* _TASK TO CARRY OUT_
The expected output is a copy of every line in the records with the string "folder".

Saved data entries:
========================================

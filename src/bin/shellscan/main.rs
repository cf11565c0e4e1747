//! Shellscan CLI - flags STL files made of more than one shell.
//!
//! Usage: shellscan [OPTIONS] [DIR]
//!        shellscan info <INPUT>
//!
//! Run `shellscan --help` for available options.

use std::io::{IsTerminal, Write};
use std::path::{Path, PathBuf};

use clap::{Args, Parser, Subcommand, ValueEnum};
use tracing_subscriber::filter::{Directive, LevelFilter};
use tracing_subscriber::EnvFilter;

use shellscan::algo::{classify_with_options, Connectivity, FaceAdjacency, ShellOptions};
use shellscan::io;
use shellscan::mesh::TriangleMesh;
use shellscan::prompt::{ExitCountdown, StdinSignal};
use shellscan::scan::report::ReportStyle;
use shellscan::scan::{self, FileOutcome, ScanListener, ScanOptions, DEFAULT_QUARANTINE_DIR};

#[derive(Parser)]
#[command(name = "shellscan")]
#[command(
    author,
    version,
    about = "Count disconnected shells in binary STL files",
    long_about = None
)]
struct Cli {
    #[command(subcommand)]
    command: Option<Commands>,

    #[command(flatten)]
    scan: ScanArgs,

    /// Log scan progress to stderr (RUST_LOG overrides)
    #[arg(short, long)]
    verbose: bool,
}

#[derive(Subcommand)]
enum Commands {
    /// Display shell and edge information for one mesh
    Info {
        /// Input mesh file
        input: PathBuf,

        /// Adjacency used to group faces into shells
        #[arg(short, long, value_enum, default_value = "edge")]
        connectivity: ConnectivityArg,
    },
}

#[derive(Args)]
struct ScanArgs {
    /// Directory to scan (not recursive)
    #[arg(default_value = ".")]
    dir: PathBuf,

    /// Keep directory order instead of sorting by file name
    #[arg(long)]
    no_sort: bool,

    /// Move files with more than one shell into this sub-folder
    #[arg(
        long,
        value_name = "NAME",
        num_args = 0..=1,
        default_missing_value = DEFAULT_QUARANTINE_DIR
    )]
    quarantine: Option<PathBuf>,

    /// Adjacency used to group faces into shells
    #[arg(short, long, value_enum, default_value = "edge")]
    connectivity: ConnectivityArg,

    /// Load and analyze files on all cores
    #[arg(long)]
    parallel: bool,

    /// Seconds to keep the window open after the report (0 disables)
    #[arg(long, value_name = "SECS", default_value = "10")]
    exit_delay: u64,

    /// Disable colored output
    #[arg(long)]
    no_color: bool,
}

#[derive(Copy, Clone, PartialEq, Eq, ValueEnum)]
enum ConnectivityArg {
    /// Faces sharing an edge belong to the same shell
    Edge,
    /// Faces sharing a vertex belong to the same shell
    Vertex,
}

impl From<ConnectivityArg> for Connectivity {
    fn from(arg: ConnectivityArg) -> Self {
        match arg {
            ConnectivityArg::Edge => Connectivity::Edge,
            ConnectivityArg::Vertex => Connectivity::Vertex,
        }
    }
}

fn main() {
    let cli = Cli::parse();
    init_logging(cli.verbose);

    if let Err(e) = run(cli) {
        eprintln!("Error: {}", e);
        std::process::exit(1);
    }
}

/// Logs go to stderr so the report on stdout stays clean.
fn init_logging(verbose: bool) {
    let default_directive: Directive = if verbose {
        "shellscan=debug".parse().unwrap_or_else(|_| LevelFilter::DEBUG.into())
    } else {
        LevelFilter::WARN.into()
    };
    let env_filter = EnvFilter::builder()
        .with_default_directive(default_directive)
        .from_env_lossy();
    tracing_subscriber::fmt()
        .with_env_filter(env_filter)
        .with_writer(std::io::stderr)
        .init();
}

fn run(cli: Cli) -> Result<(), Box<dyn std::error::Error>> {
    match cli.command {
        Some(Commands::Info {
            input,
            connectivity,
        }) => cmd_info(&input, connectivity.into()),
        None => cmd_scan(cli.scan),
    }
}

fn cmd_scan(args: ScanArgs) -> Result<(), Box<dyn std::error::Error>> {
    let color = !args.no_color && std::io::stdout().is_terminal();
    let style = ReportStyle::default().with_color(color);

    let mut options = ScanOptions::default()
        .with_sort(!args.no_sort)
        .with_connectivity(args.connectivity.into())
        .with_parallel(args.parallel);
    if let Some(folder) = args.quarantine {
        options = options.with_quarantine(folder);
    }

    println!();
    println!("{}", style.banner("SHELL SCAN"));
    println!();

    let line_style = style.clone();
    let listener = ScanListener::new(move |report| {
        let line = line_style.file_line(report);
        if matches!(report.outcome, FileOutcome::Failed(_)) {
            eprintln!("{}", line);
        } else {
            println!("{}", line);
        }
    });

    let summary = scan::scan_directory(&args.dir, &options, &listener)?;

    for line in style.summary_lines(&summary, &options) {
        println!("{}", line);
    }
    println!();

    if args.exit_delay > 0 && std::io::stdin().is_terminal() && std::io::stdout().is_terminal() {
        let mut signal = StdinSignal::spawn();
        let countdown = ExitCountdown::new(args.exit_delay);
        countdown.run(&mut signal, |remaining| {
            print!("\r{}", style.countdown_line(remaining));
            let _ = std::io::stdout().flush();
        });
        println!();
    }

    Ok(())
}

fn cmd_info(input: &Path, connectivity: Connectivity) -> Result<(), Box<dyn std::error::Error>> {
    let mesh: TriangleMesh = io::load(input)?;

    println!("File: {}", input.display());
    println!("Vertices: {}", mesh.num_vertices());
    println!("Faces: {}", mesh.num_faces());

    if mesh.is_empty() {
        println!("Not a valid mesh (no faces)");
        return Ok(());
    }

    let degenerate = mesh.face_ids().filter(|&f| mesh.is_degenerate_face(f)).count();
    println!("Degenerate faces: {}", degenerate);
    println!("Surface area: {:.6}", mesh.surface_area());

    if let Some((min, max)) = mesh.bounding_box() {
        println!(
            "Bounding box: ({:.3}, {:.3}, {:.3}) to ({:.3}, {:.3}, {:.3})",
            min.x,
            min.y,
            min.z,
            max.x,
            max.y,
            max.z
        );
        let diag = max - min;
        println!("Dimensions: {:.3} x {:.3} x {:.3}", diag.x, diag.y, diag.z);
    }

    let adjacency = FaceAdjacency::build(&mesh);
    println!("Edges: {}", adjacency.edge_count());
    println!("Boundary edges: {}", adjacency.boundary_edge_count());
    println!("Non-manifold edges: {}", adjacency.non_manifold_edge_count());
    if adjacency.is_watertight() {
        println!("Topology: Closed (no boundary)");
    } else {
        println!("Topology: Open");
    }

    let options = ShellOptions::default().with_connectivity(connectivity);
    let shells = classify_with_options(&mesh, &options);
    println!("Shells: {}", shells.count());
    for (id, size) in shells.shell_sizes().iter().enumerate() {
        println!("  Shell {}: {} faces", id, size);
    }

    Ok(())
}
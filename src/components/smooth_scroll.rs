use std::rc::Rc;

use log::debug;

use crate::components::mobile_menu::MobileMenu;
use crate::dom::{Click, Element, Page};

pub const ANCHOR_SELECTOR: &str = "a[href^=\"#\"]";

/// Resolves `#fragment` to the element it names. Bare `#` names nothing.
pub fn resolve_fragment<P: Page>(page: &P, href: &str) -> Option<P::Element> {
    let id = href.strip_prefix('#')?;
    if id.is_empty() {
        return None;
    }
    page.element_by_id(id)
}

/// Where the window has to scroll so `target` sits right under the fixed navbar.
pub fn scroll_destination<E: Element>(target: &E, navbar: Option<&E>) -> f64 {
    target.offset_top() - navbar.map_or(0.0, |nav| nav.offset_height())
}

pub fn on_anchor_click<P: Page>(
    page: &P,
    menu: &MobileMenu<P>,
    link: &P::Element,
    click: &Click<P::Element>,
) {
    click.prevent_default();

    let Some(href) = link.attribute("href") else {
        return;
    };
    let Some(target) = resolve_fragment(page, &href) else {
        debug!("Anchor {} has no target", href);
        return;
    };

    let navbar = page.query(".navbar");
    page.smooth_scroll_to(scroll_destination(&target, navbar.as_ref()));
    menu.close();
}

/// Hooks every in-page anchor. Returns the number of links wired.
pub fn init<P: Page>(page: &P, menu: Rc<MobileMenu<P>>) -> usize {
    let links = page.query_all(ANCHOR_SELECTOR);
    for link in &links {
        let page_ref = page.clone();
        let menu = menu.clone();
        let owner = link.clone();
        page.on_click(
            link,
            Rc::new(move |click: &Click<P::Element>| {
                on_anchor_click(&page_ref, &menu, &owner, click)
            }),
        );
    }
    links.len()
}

========================================

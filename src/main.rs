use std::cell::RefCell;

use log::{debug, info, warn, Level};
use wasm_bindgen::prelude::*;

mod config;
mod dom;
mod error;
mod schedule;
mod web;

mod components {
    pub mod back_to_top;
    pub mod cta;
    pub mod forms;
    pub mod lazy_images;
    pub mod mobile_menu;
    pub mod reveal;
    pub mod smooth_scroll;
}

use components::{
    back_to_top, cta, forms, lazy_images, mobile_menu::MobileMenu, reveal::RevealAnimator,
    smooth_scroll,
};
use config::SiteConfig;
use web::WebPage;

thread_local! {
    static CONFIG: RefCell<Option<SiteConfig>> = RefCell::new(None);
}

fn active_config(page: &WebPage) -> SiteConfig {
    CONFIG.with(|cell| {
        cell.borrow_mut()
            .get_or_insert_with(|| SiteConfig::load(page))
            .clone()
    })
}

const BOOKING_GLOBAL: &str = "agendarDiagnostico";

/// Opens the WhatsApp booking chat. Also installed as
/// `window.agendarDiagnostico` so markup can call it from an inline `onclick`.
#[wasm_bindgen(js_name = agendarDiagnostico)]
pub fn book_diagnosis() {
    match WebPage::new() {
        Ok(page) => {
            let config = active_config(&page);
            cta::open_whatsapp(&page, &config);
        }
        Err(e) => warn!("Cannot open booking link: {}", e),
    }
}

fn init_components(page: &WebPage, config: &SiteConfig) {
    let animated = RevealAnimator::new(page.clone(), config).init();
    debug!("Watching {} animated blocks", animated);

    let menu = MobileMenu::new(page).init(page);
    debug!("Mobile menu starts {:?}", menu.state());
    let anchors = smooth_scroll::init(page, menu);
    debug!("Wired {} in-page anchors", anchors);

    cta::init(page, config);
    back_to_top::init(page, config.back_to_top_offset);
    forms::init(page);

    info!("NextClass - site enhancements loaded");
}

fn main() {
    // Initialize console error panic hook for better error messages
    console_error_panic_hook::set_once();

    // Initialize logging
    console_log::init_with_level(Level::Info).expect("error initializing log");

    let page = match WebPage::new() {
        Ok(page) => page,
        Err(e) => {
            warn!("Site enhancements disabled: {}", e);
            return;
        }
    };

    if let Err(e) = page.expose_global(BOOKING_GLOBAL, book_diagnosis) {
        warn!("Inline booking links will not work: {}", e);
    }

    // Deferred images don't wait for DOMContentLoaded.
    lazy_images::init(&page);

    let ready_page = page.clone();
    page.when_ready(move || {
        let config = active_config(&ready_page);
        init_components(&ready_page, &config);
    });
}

========================================

* _EXERCISE ANSWER_
    /// Move files with more than one shell into this sub-folder
    if let Some(folder) = args.quarantine {
        options = options.with_quarantine(folder);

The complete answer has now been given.